Task description
Only these lines of the data below are wanted: the one with "pub struct Wish", the one with "pub fn display_author(&self)", and any lines between them, each repeated exactly.

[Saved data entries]
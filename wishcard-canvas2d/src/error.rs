//! Error types for wishcard-canvas2d.

use thiserror::Error;

/// Result type alias using CanvasError.
pub type CanvasResult<T> = Result<T, CanvasError>;

/// Errors that can occur in drawing-surface operations.
#[derive(Debug, Error)]
pub enum CanvasError {
    /// Invalid canvas dimensions (must be positive and within limits).
    #[error("Invalid dimensions: width={width}, height={height}")]
    InvalidDimensions { width: u32, height: u32 },

    /// Failed to parse a color value.
    #[error("Failed to parse color: {0}")]
    ColorParseError(String),

    /// Invalid gradient stop offset (must be 0.0-1.0).
    #[error("Invalid gradient stop offset: {0} (must be 0.0-1.0)")]
    InvalidGradientStop(f32),

    /// PNG encoding error.
    #[error("PNG encoding error: {0}")]
    PngError(String),
}

impl From<png::EncodingError> for CanvasError {
    fn from(err: png::EncodingError) -> Self {
        CanvasError::PngError(err.to_string())
    }
}
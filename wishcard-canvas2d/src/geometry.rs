//! Parameter structs for drawing operations.
//!
//! Named fields instead of long positional argument lists, grouping
//! semantically related parameters together.

/// Parameters for an axis-aligned rectangle.
#[derive(Debug, Clone, Copy, PartialEq)]
pub struct RectParams {
    /// X coordinate of the rectangle origin.
    pub x: f32,
    /// Y coordinate of the rectangle origin.
    pub y: f32,
    /// Width of the rectangle.
    pub width: f32,
    /// Height of the rectangle.
    pub height: f32,
}

/// Parameters for a rounded rectangle with a uniform corner radius.
#[derive(Debug, Clone, Copy, PartialEq)]
pub struct RoundRectParams {
    /// X coordinate of the rectangle origin.
    pub x: f32,
    /// Y coordinate of the rectangle origin.
    pub y: f32,
    /// Width of the rectangle.
    pub width: f32,
    /// Height of the rectangle.
    pub height: f32,
    /// Corner radius applied to all four corners.
    pub radius: f32,
}

/// Parameters for a full axis-aligned ellipse.
#[derive(Debug, Clone, Copy, PartialEq)]
pub struct EllipseParams {
    /// X coordinate of the ellipse center.
    pub cx: f32,
    /// Y coordinate of the ellipse center.
    pub cy: f32,
    /// Horizontal radius.
    pub rx: f32,
    /// Vertical radius.
    pub ry: f32,
}

/// A borrowed RGBA image (premultiplied alpha, 4 bytes per pixel).
#[derive(Debug, Clone, Copy)]
pub struct ImageDataRef<'a> {
    /// Pixel data, row-major RGBA.
    pub data: &'a [u8],
    /// Image width in pixels.
    pub width: u32,
    /// Image height in pixels.
    pub height: u32,
}
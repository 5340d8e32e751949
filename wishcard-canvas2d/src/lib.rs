//! Minimal Canvas-2D-style drawing surface used by the wish-card compositor.
//!
//! This crate keeps just the slice of the Canvas 2D model the share-card
//! pipeline draws with, without a browser or JavaScript runtime:
//! - `tiny-skia` for rasterization
//! - `cosmic-text` for text shaping, measurement, and glyph outlines
//! - `fontdb` for font database management
//!
//! # Example
//!
//! ```rust,ignore
//! use wishcard_canvas2d::{Canvas, RectParams};
//!
//! let mut canvas = Canvas::new(400, 300)?;
//! canvas.set_fill_style("#ff0000")?;
//! canvas.fill_rect(&RectParams { x: 10.0, y: 10.0, width: 100.0, height: 50.0 });
//! let png_data = canvas.to_png()?;
//! ```

mod error;
mod geometry;
mod gradient;
mod style;
mod surface;
mod text;

pub use error::{CanvasError, CanvasResult};
pub use geometry::{EllipseParams, ImageDataRef, RectParams, RoundRectParams};
pub use gradient::{CanvasGradient, GradientKind, GradientStop};
pub use style::{FontFamily, FontSpec, Paint, TextAlign};
pub use surface::Canvas;
pub use text::TextMetrics;

pub use cosmic_text::Weight;
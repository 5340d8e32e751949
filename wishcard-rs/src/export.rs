//! Saving finished cards to disk.

use crate::card::CardImage;
use std::path::{Path, PathBuf};

/// Filename prefix for exported cards.
pub const FILE_PREFIX: &str = "新年许愿卡_";

/// A timestamped filename for a card exported right now.
pub fn suggested_filename() -> String {
    format!("{FILE_PREFIX}{}.png", chrono::Utc::now().timestamp_millis())
}

/// Write the card into `dir` under a timestamped name, returning the path.
pub fn download(card: &CardImage, dir: &Path) -> std::io::Result<PathBuf> {
    let path = dir.join(suggested_filename());
    std::fs::write(&path, card.png_bytes())?;
    log::info!("Saved card to {}", path.display());
    Ok(path)
}
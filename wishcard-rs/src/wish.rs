//! The wish data model.

/// Label rendered for wishes without an author.
pub const ANONYMOUS_AUTHOR: &str = "匿名";

/// Maximum number of characters shown for a wish in the compact marquee.
///
/// This cap applies before any layout and is independent of the multi-line
/// card layout; callers must pick the cap matching their render target.
pub const MARQUEE_MAX_CHARS: usize = 20;

/// A user-submitted wish: free-form content plus an optional author.
///
/// Owned by the caller's wish list; the pipeline borrows it and never
/// mutates it.
#[derive(Debug, Clone, PartialEq, Eq)]
pub struct Wish {
    /// The wish text, unbounded length.
    pub content: String,
    /// The author name; empty means anonymous.
    pub author: String,
}

impl Wish {
    /// Create a wish from content and author strings.
    pub fn new(content: impl Into<String>, author: impl Into<String>) -> Self {
        Self {
            content: content.into(),
            author: author.into(),
        }
    }

    /// The author name to render, substituting the anonymous label for
    /// missing authors.
    pub fn display_author(&self) -> &str {
        let author = self.author.trim();
        if author.is_empty() {
            ANONYMOUS_AUTHOR
        } else {
            author
        }
    }
}

/// Cap wish content for the compact marquee render target.
pub fn marquee_snippet(content: &str) -> String {
    content.chars().take(MARQUEE_MAX_CHARS).collect()
}

#[cfg(test)]
mod tests {
    use super::*;

    #[test]
    fn empty_author_renders_anonymous() {
        let wish = Wish::new("平安", "");
        assert_eq!(wish.display_author(), ANONYMOUS_AUTHOR);

        let wish = Wish::new("平安", "   ");
        assert_eq!(wish.display_author(), ANONYMOUS_AUTHOR);
    }

    #[test]
    fn named_author_renders_as_is() {
        let wish = Wish::new("心想事成", "小明");
        assert_eq!(wish.display_author(), "小明");
    }

    #[test]
    fn marquee_snippet_caps_at_twenty_chars() {
        let long = "心想事成万事如意新的一年身体健康平安喜乐福星高照";
        let snippet = marquee_snippet(long);
        assert_eq!(snippet.chars().count(), MARQUEE_MAX_CHARS);
        assert!(long.starts_with(&snippet));
    }

    #[test]
    fn marquee_snippet_keeps_short_content() {
        assert_eq!(marquee_snippet("平安"), "平安");
        assert_eq!(marquee_snippet(""), "");
    }
}
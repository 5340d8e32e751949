//! Share-session lifecycle.
//!
//! One session tracks one share surface. Each share attempt gets a
//! generation token; a render that finishes after the surface was closed
//! (or after a newer attempt started) carries a stale token and its result
//! is discarded.

use crate::card::CardImage;

/// Where the share surface currently is.
#[derive(Debug, Clone, Default)]
pub enum ShareState {
    /// No share in progress.
    #[default]
    Idle,
    /// A card is being generated.
    Loading,
    /// The finished card, ready to preview or download.
    Ready(CardImage),
}

/// State machine for the share surface.
#[derive(Debug, Default)]
pub struct ShareSession {
    state: ShareState,
    generation: u64,
}

impl ShareSession {
    pub fn new() -> Self {
        Self::default()
    }

    /// Current state.
    pub fn state(&self) -> &ShareState {
        &self.state
    }

    /// Start a share attempt. Returns the token the eventual
    /// [`complete`](Self::complete) call must present.
    pub fn begin(&mut self) -> u64 {
        self.generation += 1;
        self.state = ShareState::Loading;
        self.generation
    }

    /// Deliver a finished card. Returns false (and drops the card) when the
    /// token is stale or the session is no longer loading.
    pub fn complete(&mut self, token: u64, card: CardImage) -> bool {
        if token != self.generation || !matches!(self.state, ShareState::Loading) {
            log::debug!("Discarding stale card for share generation {token}");
            return false;
        }
        self.state = ShareState::Ready(card);
        true
    }

    /// Close the share surface, invalidating any in-flight render.
    pub fn close(&mut self) {
        self.generation += 1;
        self.state = ShareState::Idle;
    }

    /// The finished card, if one is ready.
    pub fn ready_card(&self) -> Option<&CardImage> {
        match &self.state {
            ShareState::Ready(card) => Some(card),
            _ => None,
        }
    }
}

Solution to the problem
pub struct Wish {
    /// The wish text, unbounded length.
    pub content: String,
    /// The author name; empty means anonymous.
    pub author: String,
}

impl Wish {
    /// Create a wish from content and author strings.
    pub fn new(content: impl Into<String>, author: impl Into<String>) -> Self {
        Self {
            content: content.into(),
            author: author.into(),
        }
    }

    /// The author name to render, substituting the anonymous label for
    /// missing authors.
    pub fn display_author(&self) -> &str {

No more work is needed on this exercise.